What you should do: Using the entries below, write out the line with "types for migration generation", the line with "to move migration", and every line in between, exactly as each is written.

Data records:
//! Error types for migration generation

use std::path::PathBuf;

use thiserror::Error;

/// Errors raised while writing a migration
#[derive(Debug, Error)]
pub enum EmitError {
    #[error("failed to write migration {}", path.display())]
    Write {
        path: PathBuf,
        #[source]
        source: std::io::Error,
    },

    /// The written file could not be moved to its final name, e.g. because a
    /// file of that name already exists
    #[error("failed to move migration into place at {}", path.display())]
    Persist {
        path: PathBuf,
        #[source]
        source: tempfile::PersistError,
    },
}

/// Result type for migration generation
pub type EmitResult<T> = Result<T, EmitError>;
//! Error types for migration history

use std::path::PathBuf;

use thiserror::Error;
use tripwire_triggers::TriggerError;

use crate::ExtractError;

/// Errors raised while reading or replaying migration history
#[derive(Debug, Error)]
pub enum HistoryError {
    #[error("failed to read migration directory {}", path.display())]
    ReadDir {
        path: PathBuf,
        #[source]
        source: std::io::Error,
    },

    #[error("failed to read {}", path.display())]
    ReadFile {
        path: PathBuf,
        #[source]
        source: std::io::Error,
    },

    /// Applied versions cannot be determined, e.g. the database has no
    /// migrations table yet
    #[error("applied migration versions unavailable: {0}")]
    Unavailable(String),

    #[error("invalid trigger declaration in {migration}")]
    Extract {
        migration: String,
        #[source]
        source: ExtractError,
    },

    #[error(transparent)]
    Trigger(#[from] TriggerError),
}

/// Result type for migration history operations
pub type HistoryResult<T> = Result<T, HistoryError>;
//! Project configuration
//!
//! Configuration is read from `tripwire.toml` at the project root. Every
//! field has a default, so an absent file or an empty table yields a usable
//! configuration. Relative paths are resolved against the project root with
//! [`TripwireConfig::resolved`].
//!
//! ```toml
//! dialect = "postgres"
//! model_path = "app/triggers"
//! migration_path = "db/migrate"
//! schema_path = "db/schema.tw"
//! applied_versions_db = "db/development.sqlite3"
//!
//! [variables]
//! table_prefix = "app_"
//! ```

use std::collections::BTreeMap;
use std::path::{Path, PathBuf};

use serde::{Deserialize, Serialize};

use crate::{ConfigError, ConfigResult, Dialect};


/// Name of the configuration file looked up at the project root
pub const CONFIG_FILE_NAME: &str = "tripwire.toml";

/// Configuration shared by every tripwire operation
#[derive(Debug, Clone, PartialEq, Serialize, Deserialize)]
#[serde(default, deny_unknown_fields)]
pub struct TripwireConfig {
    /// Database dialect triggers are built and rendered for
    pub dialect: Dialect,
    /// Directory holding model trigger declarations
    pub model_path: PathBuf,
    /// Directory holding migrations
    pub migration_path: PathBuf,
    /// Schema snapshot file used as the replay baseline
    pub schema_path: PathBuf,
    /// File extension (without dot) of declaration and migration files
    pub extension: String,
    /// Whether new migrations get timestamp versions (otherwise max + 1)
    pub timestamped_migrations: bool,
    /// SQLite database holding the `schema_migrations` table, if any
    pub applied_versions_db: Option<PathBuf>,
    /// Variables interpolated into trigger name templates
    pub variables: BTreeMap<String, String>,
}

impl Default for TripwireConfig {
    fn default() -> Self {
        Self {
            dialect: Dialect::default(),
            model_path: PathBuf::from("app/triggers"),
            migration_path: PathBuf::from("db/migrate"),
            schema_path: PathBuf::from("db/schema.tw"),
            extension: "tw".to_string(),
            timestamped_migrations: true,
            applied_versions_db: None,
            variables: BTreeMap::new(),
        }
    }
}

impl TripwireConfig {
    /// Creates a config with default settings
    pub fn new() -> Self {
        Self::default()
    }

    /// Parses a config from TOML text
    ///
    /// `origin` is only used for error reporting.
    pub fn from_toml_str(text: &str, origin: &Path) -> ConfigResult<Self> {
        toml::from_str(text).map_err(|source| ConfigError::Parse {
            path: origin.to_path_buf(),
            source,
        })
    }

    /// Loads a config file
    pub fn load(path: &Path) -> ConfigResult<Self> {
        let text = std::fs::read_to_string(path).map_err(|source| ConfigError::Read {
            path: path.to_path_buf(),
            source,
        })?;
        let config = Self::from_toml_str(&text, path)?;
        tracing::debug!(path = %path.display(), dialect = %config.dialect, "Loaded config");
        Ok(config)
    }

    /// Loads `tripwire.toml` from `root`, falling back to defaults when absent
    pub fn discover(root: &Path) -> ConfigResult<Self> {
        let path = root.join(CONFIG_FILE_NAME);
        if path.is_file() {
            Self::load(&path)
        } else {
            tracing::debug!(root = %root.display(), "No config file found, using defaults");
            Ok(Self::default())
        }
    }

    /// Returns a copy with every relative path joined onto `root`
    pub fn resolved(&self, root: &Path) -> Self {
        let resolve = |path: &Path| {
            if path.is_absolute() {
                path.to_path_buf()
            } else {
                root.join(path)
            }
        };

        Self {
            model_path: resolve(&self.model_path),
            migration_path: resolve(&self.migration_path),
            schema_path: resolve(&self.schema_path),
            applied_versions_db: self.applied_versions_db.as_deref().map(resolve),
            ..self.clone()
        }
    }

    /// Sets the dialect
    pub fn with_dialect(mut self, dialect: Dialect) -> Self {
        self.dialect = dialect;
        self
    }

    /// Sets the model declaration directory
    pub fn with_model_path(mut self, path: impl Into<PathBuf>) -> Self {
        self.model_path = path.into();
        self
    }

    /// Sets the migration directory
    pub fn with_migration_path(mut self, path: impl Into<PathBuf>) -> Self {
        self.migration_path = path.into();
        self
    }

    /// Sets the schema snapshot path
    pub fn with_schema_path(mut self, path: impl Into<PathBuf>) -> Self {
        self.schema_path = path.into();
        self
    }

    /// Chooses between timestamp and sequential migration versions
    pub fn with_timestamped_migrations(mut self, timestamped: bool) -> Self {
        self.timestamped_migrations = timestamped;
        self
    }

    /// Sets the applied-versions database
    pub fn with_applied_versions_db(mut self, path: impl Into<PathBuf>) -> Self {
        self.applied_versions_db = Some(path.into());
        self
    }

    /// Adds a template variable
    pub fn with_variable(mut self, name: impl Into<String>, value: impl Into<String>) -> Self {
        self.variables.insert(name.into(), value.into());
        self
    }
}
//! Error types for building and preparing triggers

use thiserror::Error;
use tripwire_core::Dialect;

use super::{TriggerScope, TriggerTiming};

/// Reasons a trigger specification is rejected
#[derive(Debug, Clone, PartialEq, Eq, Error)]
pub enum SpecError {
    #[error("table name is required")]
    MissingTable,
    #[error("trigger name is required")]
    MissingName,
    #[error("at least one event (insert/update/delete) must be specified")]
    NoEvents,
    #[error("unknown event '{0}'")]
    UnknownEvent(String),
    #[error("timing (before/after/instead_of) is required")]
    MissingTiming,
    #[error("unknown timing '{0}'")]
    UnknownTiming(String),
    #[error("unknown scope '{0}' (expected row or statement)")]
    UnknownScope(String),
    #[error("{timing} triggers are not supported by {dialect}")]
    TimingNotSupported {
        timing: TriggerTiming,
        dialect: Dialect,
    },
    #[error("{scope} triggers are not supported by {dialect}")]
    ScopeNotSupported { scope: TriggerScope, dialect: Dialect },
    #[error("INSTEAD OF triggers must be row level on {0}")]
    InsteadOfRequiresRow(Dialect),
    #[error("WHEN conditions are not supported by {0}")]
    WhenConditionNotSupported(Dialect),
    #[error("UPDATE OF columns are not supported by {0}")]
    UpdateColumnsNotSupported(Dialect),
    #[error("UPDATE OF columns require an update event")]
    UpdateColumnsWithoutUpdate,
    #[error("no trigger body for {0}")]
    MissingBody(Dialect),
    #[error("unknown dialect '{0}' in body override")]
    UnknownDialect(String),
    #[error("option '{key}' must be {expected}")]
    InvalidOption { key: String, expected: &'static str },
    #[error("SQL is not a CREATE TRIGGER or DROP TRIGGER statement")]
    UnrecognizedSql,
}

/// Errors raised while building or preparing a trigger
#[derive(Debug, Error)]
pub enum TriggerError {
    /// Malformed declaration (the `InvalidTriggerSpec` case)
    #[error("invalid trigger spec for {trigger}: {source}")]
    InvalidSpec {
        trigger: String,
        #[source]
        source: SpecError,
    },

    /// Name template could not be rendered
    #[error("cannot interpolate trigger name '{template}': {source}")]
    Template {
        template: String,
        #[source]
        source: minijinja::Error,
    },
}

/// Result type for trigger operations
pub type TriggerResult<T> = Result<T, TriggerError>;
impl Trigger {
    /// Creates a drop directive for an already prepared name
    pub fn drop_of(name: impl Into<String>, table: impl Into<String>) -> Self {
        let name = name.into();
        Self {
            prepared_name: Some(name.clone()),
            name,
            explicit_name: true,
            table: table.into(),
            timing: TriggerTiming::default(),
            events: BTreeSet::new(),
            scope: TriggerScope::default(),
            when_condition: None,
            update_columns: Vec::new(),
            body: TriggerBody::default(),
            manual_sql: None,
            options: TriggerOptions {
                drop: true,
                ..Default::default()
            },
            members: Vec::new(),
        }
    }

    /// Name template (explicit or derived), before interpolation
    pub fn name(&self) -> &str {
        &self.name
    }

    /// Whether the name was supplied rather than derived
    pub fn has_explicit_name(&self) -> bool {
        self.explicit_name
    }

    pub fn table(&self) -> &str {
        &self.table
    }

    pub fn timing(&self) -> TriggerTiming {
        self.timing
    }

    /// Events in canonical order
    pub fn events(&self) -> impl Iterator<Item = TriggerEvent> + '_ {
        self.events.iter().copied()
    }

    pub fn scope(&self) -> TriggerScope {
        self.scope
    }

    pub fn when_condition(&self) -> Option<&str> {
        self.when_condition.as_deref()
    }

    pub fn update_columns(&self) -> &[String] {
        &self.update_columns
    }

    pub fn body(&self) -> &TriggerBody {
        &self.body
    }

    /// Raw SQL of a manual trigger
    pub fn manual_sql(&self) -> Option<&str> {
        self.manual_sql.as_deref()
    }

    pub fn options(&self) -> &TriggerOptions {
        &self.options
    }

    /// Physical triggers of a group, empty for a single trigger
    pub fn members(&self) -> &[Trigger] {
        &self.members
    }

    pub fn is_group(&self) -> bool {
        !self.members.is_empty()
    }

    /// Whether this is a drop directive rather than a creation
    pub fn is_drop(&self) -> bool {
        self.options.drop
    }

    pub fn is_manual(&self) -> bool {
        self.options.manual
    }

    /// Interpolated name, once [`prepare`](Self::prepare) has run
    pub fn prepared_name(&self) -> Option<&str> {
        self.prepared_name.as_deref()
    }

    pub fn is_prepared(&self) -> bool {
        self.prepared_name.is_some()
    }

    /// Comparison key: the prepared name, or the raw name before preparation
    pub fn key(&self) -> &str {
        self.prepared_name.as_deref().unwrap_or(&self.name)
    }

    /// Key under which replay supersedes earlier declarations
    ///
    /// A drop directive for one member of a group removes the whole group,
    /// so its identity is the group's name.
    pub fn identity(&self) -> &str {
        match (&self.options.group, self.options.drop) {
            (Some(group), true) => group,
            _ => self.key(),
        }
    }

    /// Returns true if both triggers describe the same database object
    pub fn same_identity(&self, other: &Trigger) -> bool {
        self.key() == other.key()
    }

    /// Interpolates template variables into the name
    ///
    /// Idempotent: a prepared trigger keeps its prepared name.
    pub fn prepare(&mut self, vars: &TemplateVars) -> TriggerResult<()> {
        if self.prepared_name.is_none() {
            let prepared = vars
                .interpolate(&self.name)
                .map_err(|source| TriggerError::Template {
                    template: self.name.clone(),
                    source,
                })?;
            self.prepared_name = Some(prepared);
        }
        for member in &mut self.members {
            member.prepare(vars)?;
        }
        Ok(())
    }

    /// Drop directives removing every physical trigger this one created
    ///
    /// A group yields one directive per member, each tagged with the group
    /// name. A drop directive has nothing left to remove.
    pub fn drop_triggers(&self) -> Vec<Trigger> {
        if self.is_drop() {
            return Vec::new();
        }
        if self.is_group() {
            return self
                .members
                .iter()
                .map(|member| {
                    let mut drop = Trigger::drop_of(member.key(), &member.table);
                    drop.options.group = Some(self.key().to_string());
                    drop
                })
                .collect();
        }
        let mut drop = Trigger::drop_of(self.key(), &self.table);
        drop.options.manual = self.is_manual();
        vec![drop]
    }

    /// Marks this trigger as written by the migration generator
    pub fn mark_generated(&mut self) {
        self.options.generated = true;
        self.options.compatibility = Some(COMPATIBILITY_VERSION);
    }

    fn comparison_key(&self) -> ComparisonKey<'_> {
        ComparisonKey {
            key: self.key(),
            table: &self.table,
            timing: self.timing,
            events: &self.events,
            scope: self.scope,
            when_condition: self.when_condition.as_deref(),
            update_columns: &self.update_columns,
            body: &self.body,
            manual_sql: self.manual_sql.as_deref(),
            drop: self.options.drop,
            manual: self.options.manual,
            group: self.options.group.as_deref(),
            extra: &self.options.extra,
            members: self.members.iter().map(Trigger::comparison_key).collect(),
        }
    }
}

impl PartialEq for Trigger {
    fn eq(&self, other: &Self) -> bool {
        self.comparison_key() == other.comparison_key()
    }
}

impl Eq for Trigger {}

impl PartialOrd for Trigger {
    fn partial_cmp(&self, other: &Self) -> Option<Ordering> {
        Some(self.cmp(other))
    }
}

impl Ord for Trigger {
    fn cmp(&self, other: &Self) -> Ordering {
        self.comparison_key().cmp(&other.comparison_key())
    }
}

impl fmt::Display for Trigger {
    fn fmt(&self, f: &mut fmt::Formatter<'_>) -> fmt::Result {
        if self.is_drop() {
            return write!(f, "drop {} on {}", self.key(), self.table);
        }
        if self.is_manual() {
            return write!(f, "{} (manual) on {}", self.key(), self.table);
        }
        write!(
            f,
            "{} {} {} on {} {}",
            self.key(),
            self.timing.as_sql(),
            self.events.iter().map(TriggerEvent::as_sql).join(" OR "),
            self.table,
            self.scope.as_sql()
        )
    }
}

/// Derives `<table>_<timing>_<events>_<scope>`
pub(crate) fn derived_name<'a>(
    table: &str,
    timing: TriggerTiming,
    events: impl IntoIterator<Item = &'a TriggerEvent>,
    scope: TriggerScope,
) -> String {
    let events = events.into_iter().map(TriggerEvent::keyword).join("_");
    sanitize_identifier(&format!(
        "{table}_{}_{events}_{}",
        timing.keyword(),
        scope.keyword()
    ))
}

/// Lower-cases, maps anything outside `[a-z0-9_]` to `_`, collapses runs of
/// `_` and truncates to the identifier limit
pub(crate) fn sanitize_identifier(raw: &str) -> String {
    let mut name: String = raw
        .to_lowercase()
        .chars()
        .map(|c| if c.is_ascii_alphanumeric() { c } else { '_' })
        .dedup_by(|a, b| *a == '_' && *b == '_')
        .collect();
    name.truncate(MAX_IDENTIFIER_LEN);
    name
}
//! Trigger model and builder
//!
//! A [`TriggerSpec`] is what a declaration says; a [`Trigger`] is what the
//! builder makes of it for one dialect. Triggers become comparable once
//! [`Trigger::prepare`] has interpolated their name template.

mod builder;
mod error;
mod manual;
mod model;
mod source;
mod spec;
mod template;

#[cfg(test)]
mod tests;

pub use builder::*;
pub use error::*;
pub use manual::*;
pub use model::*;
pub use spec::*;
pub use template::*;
...
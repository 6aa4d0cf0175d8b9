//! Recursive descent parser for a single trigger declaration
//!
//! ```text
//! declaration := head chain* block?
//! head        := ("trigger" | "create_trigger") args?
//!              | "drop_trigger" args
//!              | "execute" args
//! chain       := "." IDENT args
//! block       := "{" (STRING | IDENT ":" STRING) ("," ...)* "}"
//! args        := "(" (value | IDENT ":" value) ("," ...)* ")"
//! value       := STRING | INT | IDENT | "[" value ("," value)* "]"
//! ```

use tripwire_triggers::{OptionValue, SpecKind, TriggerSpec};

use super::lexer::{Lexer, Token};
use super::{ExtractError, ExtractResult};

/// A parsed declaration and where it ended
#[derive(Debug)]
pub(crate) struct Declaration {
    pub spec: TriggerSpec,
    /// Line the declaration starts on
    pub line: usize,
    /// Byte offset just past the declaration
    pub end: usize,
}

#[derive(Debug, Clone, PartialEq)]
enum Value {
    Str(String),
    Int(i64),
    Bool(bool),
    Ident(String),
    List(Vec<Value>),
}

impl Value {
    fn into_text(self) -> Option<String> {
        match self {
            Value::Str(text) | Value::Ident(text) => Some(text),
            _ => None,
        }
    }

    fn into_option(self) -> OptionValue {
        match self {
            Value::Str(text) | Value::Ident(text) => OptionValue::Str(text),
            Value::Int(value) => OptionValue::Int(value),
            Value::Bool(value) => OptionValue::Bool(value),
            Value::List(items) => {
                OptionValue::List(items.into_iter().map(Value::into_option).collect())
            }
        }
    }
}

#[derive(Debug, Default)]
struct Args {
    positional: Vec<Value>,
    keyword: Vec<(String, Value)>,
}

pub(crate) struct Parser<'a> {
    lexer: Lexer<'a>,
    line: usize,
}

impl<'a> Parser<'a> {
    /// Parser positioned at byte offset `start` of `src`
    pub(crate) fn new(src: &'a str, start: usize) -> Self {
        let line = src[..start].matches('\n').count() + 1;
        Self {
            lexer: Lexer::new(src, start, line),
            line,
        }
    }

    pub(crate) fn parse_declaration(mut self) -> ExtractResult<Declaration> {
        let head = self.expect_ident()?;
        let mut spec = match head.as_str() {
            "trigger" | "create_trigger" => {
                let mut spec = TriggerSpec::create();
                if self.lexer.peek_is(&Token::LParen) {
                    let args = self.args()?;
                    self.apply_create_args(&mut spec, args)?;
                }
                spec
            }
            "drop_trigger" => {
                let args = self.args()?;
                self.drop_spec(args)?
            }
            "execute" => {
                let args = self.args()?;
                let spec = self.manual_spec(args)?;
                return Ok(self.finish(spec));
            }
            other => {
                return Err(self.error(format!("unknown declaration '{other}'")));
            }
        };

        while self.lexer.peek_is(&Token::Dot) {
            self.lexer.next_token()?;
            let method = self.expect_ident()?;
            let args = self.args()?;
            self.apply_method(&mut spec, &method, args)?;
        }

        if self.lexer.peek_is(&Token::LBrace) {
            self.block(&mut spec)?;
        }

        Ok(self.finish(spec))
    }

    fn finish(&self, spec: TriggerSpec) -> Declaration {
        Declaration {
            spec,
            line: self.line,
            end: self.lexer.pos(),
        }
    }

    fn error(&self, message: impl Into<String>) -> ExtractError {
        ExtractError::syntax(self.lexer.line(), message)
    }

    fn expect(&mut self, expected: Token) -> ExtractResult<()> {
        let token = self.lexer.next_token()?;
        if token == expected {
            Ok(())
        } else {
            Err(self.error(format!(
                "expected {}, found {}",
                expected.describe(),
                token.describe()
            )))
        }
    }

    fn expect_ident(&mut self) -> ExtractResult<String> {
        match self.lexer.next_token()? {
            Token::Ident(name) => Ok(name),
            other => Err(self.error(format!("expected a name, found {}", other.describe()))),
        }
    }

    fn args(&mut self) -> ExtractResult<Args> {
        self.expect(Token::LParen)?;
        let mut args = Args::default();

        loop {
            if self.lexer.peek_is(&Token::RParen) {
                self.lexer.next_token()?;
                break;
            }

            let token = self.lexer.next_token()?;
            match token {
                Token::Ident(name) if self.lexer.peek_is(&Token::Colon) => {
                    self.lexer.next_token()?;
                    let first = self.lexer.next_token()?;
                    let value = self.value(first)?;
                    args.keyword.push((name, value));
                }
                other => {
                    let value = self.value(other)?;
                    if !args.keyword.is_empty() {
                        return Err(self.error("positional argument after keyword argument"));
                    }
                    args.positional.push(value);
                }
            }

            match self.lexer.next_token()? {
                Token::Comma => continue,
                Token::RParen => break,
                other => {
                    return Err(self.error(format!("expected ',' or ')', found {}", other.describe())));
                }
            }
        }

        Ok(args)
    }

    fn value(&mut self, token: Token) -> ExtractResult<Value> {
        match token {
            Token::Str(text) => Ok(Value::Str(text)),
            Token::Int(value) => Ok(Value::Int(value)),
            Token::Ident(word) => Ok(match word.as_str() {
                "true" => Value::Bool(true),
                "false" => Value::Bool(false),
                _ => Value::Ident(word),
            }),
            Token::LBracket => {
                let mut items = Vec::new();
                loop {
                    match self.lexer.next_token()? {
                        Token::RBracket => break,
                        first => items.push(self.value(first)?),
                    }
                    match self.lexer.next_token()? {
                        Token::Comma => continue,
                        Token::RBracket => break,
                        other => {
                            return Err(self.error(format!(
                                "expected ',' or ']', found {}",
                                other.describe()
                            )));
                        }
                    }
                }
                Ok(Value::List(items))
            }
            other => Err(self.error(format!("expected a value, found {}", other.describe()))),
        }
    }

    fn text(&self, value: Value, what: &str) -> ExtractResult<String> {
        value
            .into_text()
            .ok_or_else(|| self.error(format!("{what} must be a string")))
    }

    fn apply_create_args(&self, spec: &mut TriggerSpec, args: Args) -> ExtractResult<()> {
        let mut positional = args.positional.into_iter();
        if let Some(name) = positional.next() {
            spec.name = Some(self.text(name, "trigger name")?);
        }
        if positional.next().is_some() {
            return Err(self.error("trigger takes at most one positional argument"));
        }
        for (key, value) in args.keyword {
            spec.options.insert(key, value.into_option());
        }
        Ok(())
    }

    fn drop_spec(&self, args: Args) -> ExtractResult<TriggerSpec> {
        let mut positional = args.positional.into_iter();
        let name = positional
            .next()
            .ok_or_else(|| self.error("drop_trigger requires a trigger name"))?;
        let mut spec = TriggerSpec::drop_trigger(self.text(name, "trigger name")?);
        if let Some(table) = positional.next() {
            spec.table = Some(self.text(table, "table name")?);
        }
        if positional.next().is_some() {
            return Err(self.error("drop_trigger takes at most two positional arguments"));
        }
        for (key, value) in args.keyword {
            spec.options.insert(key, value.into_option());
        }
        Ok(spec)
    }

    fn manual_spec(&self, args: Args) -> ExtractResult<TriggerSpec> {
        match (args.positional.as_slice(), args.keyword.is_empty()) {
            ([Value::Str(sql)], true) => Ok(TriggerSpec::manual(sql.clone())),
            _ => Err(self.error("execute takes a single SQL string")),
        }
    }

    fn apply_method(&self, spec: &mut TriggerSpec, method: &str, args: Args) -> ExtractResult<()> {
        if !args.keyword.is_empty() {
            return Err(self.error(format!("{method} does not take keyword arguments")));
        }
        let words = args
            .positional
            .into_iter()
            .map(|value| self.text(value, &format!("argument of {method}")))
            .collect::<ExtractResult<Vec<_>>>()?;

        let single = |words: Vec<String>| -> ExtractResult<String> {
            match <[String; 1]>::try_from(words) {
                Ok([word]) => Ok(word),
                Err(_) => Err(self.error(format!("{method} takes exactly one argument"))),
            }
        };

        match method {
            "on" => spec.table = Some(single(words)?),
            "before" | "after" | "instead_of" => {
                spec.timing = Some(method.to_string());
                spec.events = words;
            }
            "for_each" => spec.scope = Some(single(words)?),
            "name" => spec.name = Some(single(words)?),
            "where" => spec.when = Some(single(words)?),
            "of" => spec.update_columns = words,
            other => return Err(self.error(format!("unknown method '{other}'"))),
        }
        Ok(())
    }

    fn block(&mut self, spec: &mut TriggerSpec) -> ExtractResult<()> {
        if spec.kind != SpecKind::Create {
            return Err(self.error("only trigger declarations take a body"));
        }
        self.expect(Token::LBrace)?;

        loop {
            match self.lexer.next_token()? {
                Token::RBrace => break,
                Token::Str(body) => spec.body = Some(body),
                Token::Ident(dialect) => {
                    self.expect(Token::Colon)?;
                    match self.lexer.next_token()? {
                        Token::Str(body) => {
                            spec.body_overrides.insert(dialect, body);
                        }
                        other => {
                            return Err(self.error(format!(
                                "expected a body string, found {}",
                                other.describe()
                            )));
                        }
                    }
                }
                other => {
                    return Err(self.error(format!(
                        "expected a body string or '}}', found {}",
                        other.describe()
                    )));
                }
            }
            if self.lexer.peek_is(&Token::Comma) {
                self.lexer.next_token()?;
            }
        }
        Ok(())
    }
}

Answer to this problem:
//! Error types for migration generation

use std::path::PathBuf;

use thiserror::Error;

/// Errors raised while writing a migration
#[derive(Debug, Error)]
pub enum EmitError {
    #[error("failed to write migration {}", path.display())]
    Write {
        path: PathBuf,
        #[source]
        source: std::io::Error,
    },

    /// The written file could not be moved to its final name, e.g. because a
    /// file of that name already exists
    #[error("failed to move migration into place at {}", path.display())]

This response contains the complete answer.